Everyone wants a customer to say YES.
I want a customer to say NO.
A salesperson wants affirmation from a customer. He goes into a meeting to pitch: look at our amazing product with amazing features; how it can help your use cases; how it can change your life.
The customer smiles: “Very interesting! Definitely something I’d consider. Keep me updated.”
The salesperson is pleased, thinking that the customer loves it and he’ll close the deal soon.
But it will never happen.
The reason it never happens is because it’s not a real YES. It was a fake YES by the customer to escape.
We are taught to be polite. It’s considered bad manners to bluntly reject someone who’s eager to please, even a salesperson. We learnt not to burn bridges, just in case one day we may change our mind.
So we reject pitches by giving people seemingly positive feedback and approval. Not too much, just enough to end the conversation.
We kick the can down the road. We want to soften the blow.
When I meet a customer, I look for a NO.
I notice that people often know what they don’t want far better than what they want. They articulate NO much more clearly than YES. A NO is always concrete.
I met a client recently with my salesperson. His pitch was energetic and convincing, covering all the bases from data quality, different asset classes to templates for option strategies.
The client was nodding and smiling.
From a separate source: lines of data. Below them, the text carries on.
impl OutputSink for DirectArraySink {
    fn channels(&self) -> usize {
        self.channels.len()
    }

    fn frame_rate(&self) -> u32 {
        self.frame_rate
    }

    fn sample_width(&self) -> u8 {
        self.sample_width
    }

    fn total_frames(&self) -> usize {
        self.channels.first().map(|c| c.len()).unwrap_or(0)
    }

    fn mix_at(&mut self, start: usize, data: &[Vec<i32>], gain: f64) -> Result<()> {
        let channel_count = self.channels.len();
        for (channel_index, channel_data) in data.iter().enumerate() {
            let Some(out) = self.channels.get_mut(channel_index.min(channel_count - 1)) else {
                continue;
            };
            for (i, &sample) in channel_data.iter().enumerate() {
                let position = start + i;
                if position >= out.len() {
                    break;
                }
                let mixed = out[position] as f64 + sample as f64 * gain;
                out[position] = clamp_to_width(mixed, self.sample_width);
            }
        }
        Ok(())
    }

    fn finish(&mut self) -> Result<()> {
        Ok(())
    }
}

/// Size, in frames, of each flush-to-disk chunk for `ChunkedSink`.
const DEFAULT_CHUNK_FRAMES: usize = 32768;

/// A write-through sink: keeps one chunk's worth of frames mixed in
/// memory at a time, and flushes to disk the moment mixing moves past a
/// chunk boundary that will never be touched again.
///
/// Grounded on chaosgarden's `StreamHandle`/`ChunkHandle` pair: this
/// sink plays the same "open a chunk, mix into it, flush it, open the
/// next" role, except the chunk boundaries here are computed directly
/// from output-sample offsets instead of append-only byte counts,
/// because the renderer addresses the whole output buffer by sample
/// position up front (`spec.md` §4 builds the whole schedule before any
/// rendering begins, unlike chaosgarden's live capture stream).
pub struct ChunkedSink {
    path: PathBuf,
    file: File,
    channel_count: usize,
    frame_rate: u32,
    sample_width: u8,
    total_frames: usize,
    chunk_frames: usize,
    header_len: u64,
    bytes_per_frame: u64,
    current_chunk_index: Option<usize>,
    chunk_buffer: Vec<Vec<i32>>,
}

impl ChunkedSink {
    pub fn create(
        path: impl AsRef<Path>,
        channel_count: usize,
        total_frames: usize,
        frame_rate: u32,
        sample_width: u8,
        chunk_frames: Option<usize>,
    ) -> Result<Self> {
        let path = path.as_ref().to_path_buf();
        let chunk_frames = chunk_frames.unwrap_or(DEFAULT_CHUNK_FRAMES).max(1);
        let bytes_per_frame = channel_count as u64 * sample_width as u64;
        let data_len = total_frames as u64 * bytes_per_frame;

        let mut file = OpenOptions::new()
            .create(true)
            .truncate(true)
            .read(true)
            .write(true)
            .open(&path)
            .map_err(|e| SwoodError::OutputIoError(std::io::Error::new(e.kind(), format!("failed to create {}: {e}", path.display()))))?;

        let header = wav_header(channel_count, frame_rate, sample_width, data_len);
        file.write_all(&header)
            .map_err(|e| SwoodError::OutputIoError(std::io::Error::new(e.kind(), format!("failed to write WAV header: {e}"))))?;
        file.set_len(header.len() as u64 + data_len)
            .map_err(|e| SwoodError::OutputIoError(std::io::Error::new(e.kind(), format!("failed to size output file: {e}"))))?;

        Ok(ChunkedSink {
            path,
            file,
            channel_count: channel_count.max(1),
            frame_rate,
            sample_width,
            total_frames,
            chunk_frames,
            header_len: header.len() as u64,
            bytes_per_frame,
            current_chunk_index: None,
            chunk_buffer: vec![vec![0i32; chunk_frames]; channel_count.max(1)],
        })
    }

    fn chunk_index_for(&self, frame: usize) -> usize {
        frame / self.chunk_frames
    }

    fn ensure_chunk(&mut self, chunk_index: usize) -> Result<()> {
        if self.current_chunk_index == Some(chunk_index) {
            return Ok(());
        }
        if self.current_chunk_index.is_some() {
            self.flush_current_chunk()?;
        }
        for channel in &mut self.chunk_buffer {
            channel.iter_mut().for_each(|s| *s = 0);
        }
        self.current_chunk_index = Some(chunk_index);
        Ok(())
    }

    fn flush_current_chunk(&mut self) -> Result<()> {
        let Some(chunk_index) = self.current_chunk_index else { return Ok(()) };
        let chunk_start_frame = chunk_index * self.chunk_frames;
        let frames_in_chunk = self
            .chunk_frames
            .min(self.total_frames.saturating_sub(chunk_start_frame));
        if frames_in_chunk == 0 {
            return Ok(());
        }

        let byte_offset = self.header_len + chunk_start_frame as u64 * self.bytes_per_frame;
        let byte_len = frames_in_chunk as u64 * self.bytes_per_frame;

        let mut mmap = unsafe {
            MmapOptions::new()
                .offset(byte_offset)
                .len(byte_len as usize)
                .map_mut(&self.file)
                .map_err(|e| SwoodError::OutputIoError(std::io::Error::new(e.kind(), format!("failed to mmap output chunk: {e}"))))?
        };

        encode_interleaved_into(
            &self.chunk_buffer,
            frames_in_chunk,
            self.sample_width,
            &mut mmap,
        );

        mmap.flush()
            .map_err(|e| SwoodError::OutputIoError(std::io::Error::new(e.kind(), format!("failed to flush output chunk: {e}"))))?;
        debug!(chunk_index, frames_in_chunk, path = %self.path.display(), "flushed chunk");
        Ok(())
    }
}

impl OutputSink for ChunkedSink {
    fn channels(&self) -> usize {
        self.channel_count
    }

    fn frame_rate(&self) -> u32 {
        self.frame_rate
    }

    fn sample_width(&self) -> u8 {
        self.sample_width
    }

    fn total_frames(&self) -> usize {
        self.total_frames
    }

    fn mix_at(&mut self, start: usize, data: &[Vec<i32>], gain: f64) -> Result<()> {
        // A note may straddle a chunk boundary; walk it one chunk at a
        // time so only one chunk is ever mapped at once.
        let note_len = data.first().map(|c| c.len()).unwrap_or(0);
        let mut offset = 0usize;
        while offset < note_len {
            let absolute = start + offset;
            if absolute >= self.total_frames {
                break;
            }
            let chunk_index = self.chunk_index_for(absolute);
            self.ensure_chunk(chunk_index)?;
            let chunk_start_frame = chunk_index * self.chunk_frames;
            let local_start = absolute - chunk_start_frame;
            let run = (self.chunk_frames - local_start).min(note_len - offset);
            let channel_count = self.channel_count;

            for (channel_index, channel_data) in data.iter().enumerate() {
                let Some(out) = self.chunk_buffer.get_mut(channel_index.min(channel_count - 1)) else {
                    continue;
                };
                for i in 0..run {
                    let sample = channel_data.get(offset + i).copied().unwrap_or(0);
                    let mixed = out[local_start + i] as f64 + sample as f64 * gain;
                    out[local_start + i] = clamp_to_width(mixed, self.sample_width);
                }
            }
            offset += run;
        }
        Ok(())
    }

    fn finish(&mut self) -> Result<()> {
        self.flush_current_chunk()?;
        self.current_chunk_index = None;
        Ok(())
    }
}

/// A sink that memory-maps the entire output WAV's data region up
/// front and mixes directly into it; appropriate when the render fits
/// comfortably in the address space and per-chunk flush overhead isn't
/// wanted. Grounded on the same `MmapOptions::map_mut` call as
/// `ChunkedSink`, just over the whole data region instead of one chunk.
pub struct MmapSink {
    _file: File,
    mmap: MmapMut,
    channel_count: usize,
    frame_rate: u32,
    sample_width: u8,
    total_frames: usize,
    bytes_per_frame: u64,
}

impl MmapSink {
    pub fn create(
        path: impl AsRef<Path>,
        channel_count: usize,
        total_frames: usize,
        frame_rate: u32,
        sample_width: u8,
    ) -> Result<Self> {
        let path = path.as_ref();
        let bytes_per_frame = channel_count as u64 * sample_width as u64;
        let data_len = total_frames as u64 * bytes_per_frame;

        let file = OpenOptions::new()
            .create(true)
            .truncate(true)
            .read(true)
            .write(true)
            .open(path)
            .map_err(|e| SwoodError::OutputIoError(std::io::Error::new(e.kind(), format!("failed to create {}: {e}", path.display()))))?;

        let header = wav_header(channel_count, frame_rate, sample_width, data_len);
        file.write_all(&header)
            .map_err(|e| SwoodError::OutputIoError(std::io::Error::new(e.kind(), format!("failed to write WAV header: {e}"))))?;
        file.set_len(header.len() as u64 + data_len)
            .map_err(|e| SwoodError::OutputIoError(std::io::Error::new(e.kind(), format!("failed to size output file: {e}"))))?;

        let mmap = unsafe {
            MmapOptions::new()
                .offset(header.len() as u64)
                .len(data_len as usize)
                .map_mut(&file)
                .map_err(|e| SwoodError::OutputIoError(std::io::Error::new(e.kind(), format!("failed to mmap output file: {e}"))))?
        };

        Ok(MmapSink {
            _file: file,
            mmap,
            channel_count: channel_count.max(1),
            frame_rate,
            sample_width,
            total_frames,
            bytes_per_frame,
        })
    }
}

impl OutputSink for MmapSink {
    fn channels(&self) -> usize {
        self.channel_count
    }

    fn frame_rate(&self) -> u32 {
        self.frame_rate
    }

    fn sample_width(&self) -> u8 {
        self.sample_width
    }

    fn total_frames(&self) -> usize {
        self.total_frames
    }

    fn mix_at(&mut self, start: usize, data: &[Vec<i32>], gain: f64) -> Result<()> {
        let channel_count = self.channel_count;
        for (channel_index, channel_data) in data.iter().enumerate() {
            if channel_index >= channel_count {
                continue;
            }
            for (i, &sample) in channel_data.iter().enumerate() {
                let frame = start + i;
                if frame >= self.total_frames {
                    break;
                }
                let offset = frame as u64 * self.bytes_per_frame + channel_index as u64 * self.sample_width as u64;
                let existing = read_sample(&self.mmap, offset as usize, self.sample_width);
                let mixed = existing as f64 + sample as f64 * gain;
                write_sample(&mut self.mmap, offset as usize, self.sample_width, clamp_to_width(mixed, self.sample_width));
            }
        }
        Ok(())
    }

    fn finish(&mut self) -> Result<()> {
        self.mmap
            .flush()
            .map_err(|e| SwoodError::OutputIoError(std::io::Error::new(e.kind(), format!("failed to flush mmap output: {e}"))))
    }
}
He said he would love to try it if he had more time.
I could see that this was not a real YES. I wanted to get from him a concrete NO.
I said: “Even with all these tools, it’s not easy to research option strategies, is it?”
His eyes lit up: “It’s so hard. We have to focus on ideas that make money. I don’t know the option space that well.”
I got it. I admired his courage to admit that the bottleneck wasn’t necessarily the product, but his own expertise.
I offered a suggestion: “We recently launched an AI agent that can read the description of a trade idea in English and automatically implement it in Python. Will this help you test more ideas?”
His body language softened and he asked: “How do you price it?”
In my experience, the only reliable sign of a real YES is when a client asks about the price.
People love saying NO because it makes them feel safe and grounded.
Often we just need to encourage them to voice NO in order to dig deeper into specific issues and topics.
That may be the only way to get to a real YES.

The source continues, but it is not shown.